He reached into a very special leather case strapped to his back, like a knife might be for a quick draw from concealment. Scott’s eyes got even wider as he pulled out a supremely ancient battered black book. Though the binding was thin and faded, the ruby-red letters of the title stood out as thick and bright as the day they were inscribed.

“Beholt. A scripture I haff come across a wery, wery long time ago. The Recordum Et Mors Sanguis.”

Scott went very still. He suddenly felt very cold, and had to push down the compulsion to grab the Necronomicon and pull it out for…some reason. Harvaste frowned himself, thick brow furrowed.

“Dis ist a secret I haff kept to mineself vor a wery long time. You vill tell no vun about dis. Espeshully da clan, right, Genevieve?” he said, turning to her. She nodded vigorously, eyes wide. It was a well-known fact that Lord Harvaste was the most powerful vampire in the clan, perhaps the entire world; was this tome the key to his strength? “I am not efen sure vhy I show you dis,” he said, putting it away. “But I sink dat ve must put our cards on da table, oddervise dat accursed child shall haff his vay vit da town, mine clan, und more. Dis vill not happen, I vill not permit it. Do you understand? Und I vill haff mine revenge vor using mine clan in dis manner.”

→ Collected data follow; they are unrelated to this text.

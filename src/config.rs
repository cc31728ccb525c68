use anyhow::{Context, Result};
use figment::{
    providers::{Env, Format, Serialized, Toml},
    Figment,
};
use serde::{Deserialize, Serialize};
use std::path::{Path, PathBuf};

use crate::events::{KeyCode, Modifiers};
use crate::services::keycode_map::KeycodeMap;

/// Количество рабочих столов, если конфигурация не задаёт своё
pub const DEFAULT_WORKSPACES: u32 = 4;

#[derive(Debug, Clone, Deserialize, Serialize)]
#[serde(default)]
pub struct Config {
    pub logging: LoggingConfig,
    pub compositor: CompositorConfig,
    pub shells: ShellsConfig,
    pub startup: StartupConfig,
    pub bindings: Vec<KeyMapping>,
}

#[derive(Debug, Clone, Deserialize, Serialize)]
pub struct LoggingConfig {
    pub level: String,
    pub format: String,
    pub filter: String,
}

#[derive(Debug, Clone, Deserialize, Serialize)]
pub struct CompositorConfig {
    /// Путь к сокету композитора или "auto"
    pub socket: String,
}

#[derive(Debug, Clone, Deserialize, Serialize)]
pub struct ShellsConfig {
    pub directory: PathBuf,
}

#[derive(Debug, Clone, Deserialize, Serialize)]
pub struct StartupConfig {
    pub initial_workspaces: u32,
    /// Без значения ожидание глобальных объектов не ограничено
    #[serde(default, skip_serializing_if = "Option::is_none")]
    pub bind_timeout_ms: Option<u64>,
    /// Без значения ожидание готовности UI не ограничено
    #[serde(default, skip_serializing_if = "Option::is_none")]
    pub settle_timeout_ms: Option<u64>,
}

#[derive(Debug, Clone, Deserialize, Serialize)]
pub struct KeyMapping {
    pub key: String,
    #[serde(default)]
    pub modifiers: Vec<String>,
}

impl Default for Config {
    fn default() -> Self {
        Self {
            logging: LoggingConfig {
                level: "info".to_string(),
                format: "full".to_string(),
                filter: "tideshell=info".to_string(),
            },
            compositor: CompositorConfig {
                socket: "auto".to_string(),
            },
            shells: ShellsConfig {
                directory: PathBuf::from("/usr/share/tideshell/shells"),
            },
            startup: StartupConfig {
                initial_workspaces: DEFAULT_WORKSPACES,
                bind_timeout_ms: None,
                settle_timeout_ms: None,
            },
            bindings: Vec::new(),
        }
    }
}

impl Config {
    pub fn load<P: AsRef<Path>>(config_path: P) -> Result<Self> {
        let config_path = config_path.as_ref();

        // Отсутствующий файл не ошибка: работают значения по умолчанию
        let figment = Figment::from(Serialized::defaults(Config::default()))
            .merge(Toml::file(config_path))
            .merge(Env::prefixed("TIDESHELL_").split("__"));

        let config: Config = figment
            .extract()
            .with_context(|| format!("Не удалось загрузить конфигурацию из {:?}", config_path))?;

        config.validate()?;

        Ok(config)
    }

    pub fn validate(&self) -> Result<()> {
        match self.logging.level.as_str() {
            "trace" | "debug" | "info" | "warn" | "error" => {}
            _ => anyhow::bail!("Неверный уровень логирования: {}", self.logging.level),
        }

        match self.logging.format.as_str() {
            "full" | "compact" => {}
            _ => anyhow::bail!("Неверный формат логирования: {}", self.logging.format),
        }

        if self.compositor.socket.is_empty() {
            anyhow::bail!("compositor.socket не может быть пустым (используйте \"auto\")");
        }

        if self.startup.bind_timeout_ms == Some(0) || self.startup.settle_timeout_ms == Some(0) {
            anyhow::bail!("Таймауты запуска должны быть больше 0 или не заданы");
        }

        for (i, mapping) in self.bindings.iter().enumerate() {
            if mapping.key.is_empty() {
                anyhow::bail!("Пустая клавиша в привязке #{}", i + 1);
            }

            if KeycodeMap::get_key_code(&mapping.key).is_none() {
                anyhow::bail!("Неизвестная клавиша '{}' в привязке #{}", mapping.key, i + 1);
            }

            for modifier in &mapping.modifiers {
                match modifier.as_str() {
                    "ctrl" | "alt" | "shift" | "super" => {}
                    _ => anyhow::bail!("Неверный модификатор '{}' в привязке #{}", modifier, i + 1),
                }
            }
        }

        Ok(())
    }

    /// Привязки клавиш в виде (код, модификаторы), уже разрешённые по именам
    pub fn key_bindings(&self) -> Vec<(KeyCode, Modifiers)> {
        self.bindings
            .iter()
            .filter_map(|mapping| {
                KeycodeMap::get_key_code(&mapping.key)
                    .map(|code| (KeyCode(code), Modifiers::from_vec(&mapping.modifiers)))
            })
            .collect()
    }
}

#[cfg(test)]
mod tests {
    use super::*;
    use std::io::Write;

    #[test]
    fn test_default_config_validation() {
        let config = Config::default();
        assert!(config.validate().is_ok());
        assert_eq!(config.startup.initial_workspaces, DEFAULT_WORKSPACES);
        assert!(config.startup.bind_timeout_ms.is_none());
    }

    #[test]
    fn test_invalid_binding_rejected() {
        let mut config = Config::default();
        config.bindings = vec![KeyMapping {
            key: "d".to_string(),
            modifiers: vec!["hyper".to_string()],
        }];
        assert!(config.validate().is_err());

        config.bindings[0].modifiers = vec!["super".to_string()];
        assert!(config.validate().is_ok());
    }

    #[test]
    fn test_key_bindings_resolved() {
        let mut config = Config::default();
        config.bindings = vec![KeyMapping {
            key: "d".to_string(),
            modifiers: vec!["super".to_string(), "shift".to_string()],
        }];

        let bindings = config.key_bindings();
        assert_eq!(bindings.len(), 1);
        assert_eq!(bindings[0].0, KeyCode(32));
        assert!(bindings[0].1.super_key && bindings[0].1.shift);
    }

    #[test]
    fn test_load_from_file_merges_defaults() {
        let mut file = tempfile::NamedTempFile::new().unwrap();
        writeln!(
            file,
            "[startup]\ninitial_workspaces = 2\n\n[[bindings]]\nkey = \"l\"\nmodifiers = [\"super\"]"
        )
        .unwrap();

        let config = Config::load(file.path()).unwrap();
        assert_eq!(config.startup.initial_workspaces, 2);
        assert_eq!(config.compositor.socket, "auto");
        assert_eq!(config.bindings.len(), 1);
    }
}
//! ShellManager: registry of shell handlers and arbitration between them.
//!
//! The registry holds only weak references: handlers are owned by whoever
//! discovered them, and a dropped handler is removed through its `Destroyed`
//! notification. Exactly one handler is loaded at a time.

pub mod discovery;
pub mod dry_run;
mod handler;

pub use self::handler::{DescriptorHandler, HandlerEvent, HandlerId, ShellHandler};

use crate::debug_if_enabled;
use crate::error::{Result, ShellError};
use crate::services::ui::{UiNotification, UiSender};
use std::collections::HashMap;
use std::path::PathBuf;
use std::sync::{Arc, Weak};
use tokio::sync::mpsc;
use tracing::{error, info, warn};

struct RegisteredHandler {
    id: HandlerId,
    /// Порядок регистрации, разрешает ничьи детерминированно
    seq: u64,
    handle: Weak<dyn ShellHandler>,
}

pub struct ShellManager {
    handlers: HashMap<String, RegisteredHandler>,
    current: Option<HandlerId>,
    next_seq: u64,
    events_tx: mpsc::UnboundedSender<HandlerEvent>,
    events_rx: mpsc::UnboundedReceiver<HandlerEvent>,
    ui: UiSender,
}

impl ShellManager {
    pub fn new(ui: UiSender) -> Self {
        let (events_tx, events_rx) = mpsc::unbounded_channel();
        Self {
            handlers: HashMap::new(),
            current: None,
            next_seq: 0,
            events_tx,
            events_rx,
            ui,
        }
    }

    /// Регистрирует обработчик; при совпадении имени остаётся первый
    pub fn register(&mut self, name: &str, handler: &Arc<dyn ShellHandler>) -> Result<()> {
        if self.handlers.contains_key(name) {
            return Err(ShellError::DuplicateHandler(name.to_string()));
        }

        handler.subscribe(self.events_tx.clone());
        self.handlers.insert(
            name.to_string(),
            RegisteredHandler {
                id: handler.id(),
                seq: self.next_seq,
                handle: Arc::downgrade(handler),
            },
        );
        self.next_seq += 1;
        info!(
            "Зарегистрирован обработчик оболочки '{}' (priority: {}, willing: {})",
            name,
            handler.priority(),
            handler.is_willing()
        );

        self.update_shell().map(|_| ())
    }

    /// Удаляет обработчик; неизвестный идентификатор молча игнорируется
    pub fn deregister(&mut self, id: HandlerId) -> Result<()> {
        let name = match self.handlers.iter().find(|(_, entry)| entry.id == id) {
            Some((name, _)) => name.clone(),
            None => {
                debug_if_enabled!("Снятие неизвестного обработчика #{} проигнорировано", id);
                return Ok(());
            }
        };

        let was_active = self.current == Some(id);
        if let Some(entry) = self.handlers.remove(&name) {
            if let Some(handler) = entry.handle.upgrade() {
                handler.unsubscribe_all();
                if was_active {
                    handler.set_loaded(false);
                }
            }
        }
        info!("Обработчик оболочки '{}' снят с регистрации", name);

        if was_active {
            self.current = None;
            self.update_shell()?;
        }

        Ok(())
    }

    /// Выбирает активный обработчик.
    ///
    /// Согласный (willing) всегда лучше несогласного, среди равных по
    /// согласию побеждает меньший priority, затем более ранняя регистрация.
    /// Возвращает `true`, если активный обработчик сменился.
    pub fn update_shell(&mut self) -> Result<bool> {
        let best = self
            .handlers
            .values()
            .filter_map(|entry| entry.handle.upgrade().map(|handler| (entry.seq, handler)))
            .min_by_key(|(seq, handler)| (!handler.is_willing(), handler.priority(), *seq))
            .map(|(_, handler)| handler);

        let handler = match best {
            Some(handler) => handler,
            None => {
                error!("Не установлено ни одного обработчика оболочки, продолжение невозможно");
                return Err(ShellError::NoHandlers);
            }
        };

        if self.current == Some(handler.id()) {
            return Ok(false);
        }

        if let Some(old) = self.current.and_then(|id| self.find(id)) {
            old.set_loaded(false);
        }
        handler.set_loaded(true);
        self.current = Some(handler.id());

        let shell = handler.shell();
        info!("-> Текущий обработчик оболочки: {}", shell);
        if self.ui.send(UiNotification::SetShell(shell)).is_err() {
            warn!("UI не принимает уведомления о смене оболочки");
        }

        Ok(true)
    }

    pub fn handle_event(&mut self, event: HandlerEvent) -> Result<()> {
        debug_if_enabled!("Событие обработчика: {:?}", event);
        match event {
            HandlerEvent::WillingChanged(_) | HandlerEvent::PriorityChanged(_) => {
                self.update_shell().map(|_| ())
            }
            HandlerEvent::Destroyed(id) => self.deregister(id),
        }
    }

    /// Ожидает следующее уведомление от обработчиков
    pub async fn next_event(&mut self) -> Option<HandlerEvent> {
        self.events_rx.recv().await
    }

    /// Обрабатывает все уже накопившиеся уведомления
    pub fn pump(&mut self) -> Result<()> {
        while let Ok(event) = self.events_rx.try_recv() {
            self.handle_event(event)?;
        }
        Ok(())
    }

    pub fn contains(&self, name: &str) -> bool {
        self.handlers.contains_key(name)
    }

    pub fn len(&self) -> usize {
        self.handlers.len()
    }

    #[allow(dead_code)]
    pub fn handler(&self, name: &str) -> Option<Arc<dyn ShellHandler>> {
        self.handlers.get(name).and_then(|entry| entry.handle.upgrade())
    }

    pub fn active(&self) -> Option<Arc<dyn ShellHandler>> {
        self.current.and_then(|id| self.find(id))
    }

    /// Имя активной оболочки
    pub fn shell(&self) -> Option<String> {
        self.active().map(|handler| handler.shell())
    }

    /// Каталог ресурсов активной оболочки
    pub fn shell_directory(&self) -> Option<PathBuf> {
        self.active().map(|handler| handler.path())
    }

    fn find(&self, id: HandlerId) -> Option<Arc<dyn ShellHandler>> {
        self.handlers
            .values()
            .find(|entry| entry.id == id)
            .and_then(|entry| entry.handle.upgrade())
    }
}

“We all owe him one.” Nightfang said quietly.

“Yeah, not touching that. But anyway, I also happen to be in possession of an old, rare volume. It’s what I learned my necromancy from.” Scott explained, mulling things over. Once was chance, twice was coincidence, three times was…a conspiracy? How did it go? Anyway, the existence of one ultra-rare, literally one-of-a-kind text of magical knowledge dating back to single-digit centuries, in any single spot on the planet was astronomical. Stephanie had acquired the Libris Arcana Malefactorum within city limits as well. And now looky here, someone waltzes up with yet another grimoire. He narrowed his eyes. Something was rotten in the town of Craven Falls.

“Intdeed. I haff learnt ov your…exploits vrom mine new companions here.”

“Yeah! He mzz-uk, get all meats to beat cv’vgngh biggest time! He put back, good, and when we get meats they very good! Even more tastier! Gvv-ap!” Thun piped up, plodding down the tunnel and flopping on the ground. The sounds of violence could still be heard from behind him.

“Uh, Thun? They seem to be fighting a lot. Is…is everything okay?” Amber asked the ghoul nervously. Thun gave a high-pitched bark of laughter.

“Cuz no worry, no worry! We gdumvph ghouls, we tough, we strong!” He reached out and grabbed a handful of dirt and squeezed it. He dropped it into her hands, and she was astonished to find it packed tighter than if a steamroller had run over it, nearly a rock. “We like fight, all gdumvph ghouls do! We fights all day, we digs all day, we eats meats all day! You sun-cuz, you wimp. But Thun save! We save sun-cuz and nekky-man who get meats more tastier!” he said with the widest smile she’d ever seen.

“Thank…you?” she said uncertainly, casting about for help. Scott was coughing over being referred to as ‘nekky-man’.

“Da ghuls here underground are da strongest dere ist. He means you no insult, mistress Amber, but dey are not wery, ciwilized, shalt ve say.” Harvaste explained. “Thun, go und alert da odders. Ve musht make haste, wampires become stronger during da night. I veel mineself gaining strength, so I vear dey vill be ready soon. Ve do not haff much time to prepare. I shalt lead da ghuls against da wampires. It pains me, but dey are no longer part ov mine clan. Howewer, all vill be vor not unless dat thrice-accursed magician can be brought to heel.” he said with a scowl.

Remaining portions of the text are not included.